Task details: In the data below, which lines hold the word "SensorKind"? Copy them.

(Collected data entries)
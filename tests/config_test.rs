// Copyright (c) 2025 Ronan LE MEILLAT, SCTG Development
// This file is part of the rust-sensorstream project and is licensed under the
// SCTG Development Non-Commercial License v1.0 (see LICENSE.md for details).

use anyhow::Result;
use rust_sensorstream::config::{
    AcquisitionConfig, BusConfig, BusType, Config, HandlerConfig, SensorConfig, TargetConfig,
};
use rust_sensorstream::sensor::SensorKind;
use std::fs;
use tempfile::tempdir;

#[test]
fn test_config_load_and_save() -> Result<()> {
    let temp_dir = tempdir()?;
    let config_path = temp_dir.path().join("config.yaml");

    // Create a custom config
    let config = Config {
        bus: BusConfig {
            bus_type: BusType::Mock,
            device: "/dev/i2c-0".to_string(),
        },
        sensor: SensorConfig {
            kind: SensorKind::Bme280,
            address: Some(0x77),
            oversampling: 4,
            ..SensorConfig::default()
        },
        acquisition: AcquisitionConfig {
            enabled: true,
            delay_ms: 250,
            read_timeout_ms: Some(100),
        },
        handlers: vec![
            HandlerConfig::log("console"),
            HandlerConfig {
                id: "dashboard".to_string(),
                target: TargetConfig::Http {
                    url: "https://example.com/hook".to_string(),
                    timeout_seconds: 5,
                    retry_count: 1,
                    auth_token: Some("token".to_string()),
                },
            },
        ],
    };

    config.save_to_file(&config_path)?;
    let loaded_config = Config::from_file(&config_path)?;
    assert_eq!(loaded_config, config);

    // Test loading default config for non-existent file
    let non_existent_path = temp_dir.path().join("non_existent.yaml");
    let default_config = Config::from_file(&non_existent_path)?;

    assert!(non_existent_path.exists());
    assert_eq!(default_config, Config::default());
    assert_eq!(default_config.acquisition.delay_ms, 500);
    assert_eq!(default_config.sensor.sensitivity, 16);
    assert_eq!(default_config.sensor.data_rate, 400.0);

    Ok(())
}

#[test]
fn test_partial_config_uses_defaults() -> Result<()> {
    let temp_dir = tempdir()?;
    let config_path = temp_dir.path().join("config.yaml");

    fs::write(
        &config_path,
        r#"
sensor:
  kind: adxl345
  sensitivity: 4
  data_rate: 800
acquisition:
  delay_ms: 100
"#,
    )?;

    let config = Config::from_file(&config_path)?;
    assert_eq!(config.sensor.sensitivity, 4);
    assert_eq!(config.sensor.data_rate, 800.0);
    assert_eq!(config.sensor.resolved_address(), 0x53);
    assert_eq!(config.acquisition.delay_ms, 100);
    assert!(config.acquisition.enabled);
    assert_eq!(config.bus.bus_type, BusType::Native);
    assert_eq!(config.handlers, vec![HandlerConfig::log("log")]);

    Ok(())
}

#[test]
fn test_empty_config_file_uses_defaults() -> Result<()> {
    let temp_dir = tempdir()?;

    for (name, contents) in [
        ("empty.yaml", ""),
        ("comments.yaml", "# sampling settings go here\n"),
    ] {
        let config_path = temp_dir.path().join(name);
        fs::write(&config_path, contents)?;

        let config = Config::from_file(&config_path)?;
        assert_eq!(config, Config::default());
        assert!(!config_path.with_extension("sample.yaml").exists());
    }

    Ok(())
}

#[test]
fn test_unknown_selectors_are_not_errors() -> Result<()> {
    let temp_dir = tempdir()?;
    let config_path = temp_dir.path().join("config.yaml");

    fs::write(
        &config_path,
        r#"
sensor:
  sensitivity: 3
  data_rate: 790
"#,
    )?;

    let config = Config::from_file(&config_path)?;
    assert_eq!(config.sensor.sensitivity, 3);
    assert_eq!(config.sensor.data_rate, 790.0);

    Ok(())
}

#[test]
fn test_apply_args() {
    let mut config = Config::default();

    config.apply_args(None, None, None, None, false);
    assert_eq!(config, Config::default());

    config.apply_args(
        Some(100),
        Some(8),
        Some(1600.0),
        Some("/dev/i2c-3".to_string()),
        true,
    );
    assert_eq!(config.acquisition.delay_ms, 100);
    assert_eq!(config.sensor.sensitivity, 8);
    assert_eq!(config.sensor.data_rate, 1600.0);
    assert_eq!(config.bus.device, "/dev/i2c-3");
    assert_eq!(config.bus.bus_type, BusType::Mock);
}

#[test]
fn test_config_validation() {
    assert!(Config::default().validate().is_ok());

    let mut config = Config::default();
    config.apply_args(Some(0), None, None, None, false);
    assert!(config.validate().is_err());

    let mut config = Config::default();
    config.handlers.clear();
    assert!(config.validate().is_err());
}
impl AcquisitionScheduler {
    pub fn new(
        settings: AcquisitionSettings,
        sensor: SharedSensor,
        endpoints: Vec<Endpoint>,
    ) -> Self {
        Self {
            settings,
            sensor,
            endpoints,
            state: create_shared_acquisition_state(),
            running: Arc::new(AtomicBool::new(false)),
            lifecycle: SchedulerState::Idle,
            jobs: Vec::new(),
        }
    }

    /// Record statistics into an existing shared state
    pub fn with_state(mut self, state: SharedAcquisitionState) -> Self {
        self.state = state;
        self
    }

    pub fn state(&self) -> SchedulerState {
        self.lifecycle
    }

    pub fn shared_state(&self) -> SharedAcquisitionState {
        self.state.clone()
    }

    pub fn settings(&self) -> AcquisitionSettings {
        self.settings
    }

    /// Spawn one job per endpoint. Only valid from [`SchedulerState::Idle`].
    pub async fn start(&mut self) -> Result<()> {
        if self.lifecycle != SchedulerState::Idle {
            anyhow::bail!(
                "Cannot start acquisition scheduler in state {:?}",
                self.lifecycle
            );
        }

        if self.endpoints.is_empty() {
            warn!("Acquisition scheduler started without any endpoint");
        }

        let sensor_kind = self.sensor.lock().await.kind();
        {
            let mut state = self.state.write().await;
            for endpoint in &self.endpoints {
                state.register_job(&endpoint.handler_id);
            }
        }

        self.running.store(true, Ordering::SeqCst);
        for endpoint in self.endpoints.clone() {
            let handler_id = endpoint.handler_id.clone();
            let (commands, receiver) = mpsc::channel(1);
            let job = AcquisitionJob::new(
                endpoint,
                sensor_kind,
                self.sensor.clone(),
                self.settings,
                self.state.clone(),
                self.running.clone(),
            );

            debug!("Processing handler: {}", handler_id);
            self.jobs.push(JobHandle {
                handler_id,
                commands,
                task: job.spawn(receiver),
            });
        }

        self.lifecycle = SchedulerState::Running;
        info!(
            "Acquisition scheduler started: {} job(s) on {} every {} ms",
            self.jobs.len(),
            sensor_kind,
            self.settings.interval().as_millis()
        );
        Ok(())
    }

    /// Stop every job and wait for them to finish.
    ///
    /// A tick still in progress is cancelled, its sample is never dispatched.
    /// Once this returns no tick fires again. Stopping an idle scheduler
    /// moves it straight to [`SchedulerState::Stopped`].
    pub async fn stop(&mut self) -> Result<()> {
        match self.lifecycle {
            SchedulerState::Stopped => return Ok(()),
            SchedulerState::Idle => {
                self.lifecycle = SchedulerState::Stopped;
                info!("Acquisition scheduler stopped before start");
                return Ok(());
            }
            SchedulerState::Running => {}
        }

        info!("Stopping acquisition scheduler");
        self.running.store(false, Ordering::SeqCst);

        for job in &self.jobs {
            // A job that already exited has dropped its receiver
            if job.commands.send(JobCommand::Stop).await.is_err() {
                debug!("Acquisition job '{}' already finished", job.handler_id);
            }
        }

        for job in self.jobs.drain(..) {
            if let Err(err) = job.task.await {
                error!("Acquisition job '{}' panicked: {}", job.handler_id, err);
            }
        }

        self.lifecycle = SchedulerState::Stopped;
        info!("Acquisition scheduler stopped");
        Ok(())
    }
}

Answer for this exercise:
use rust_sensorstream::sensor::SensorKind;
            kind: SensorKind::Bme280,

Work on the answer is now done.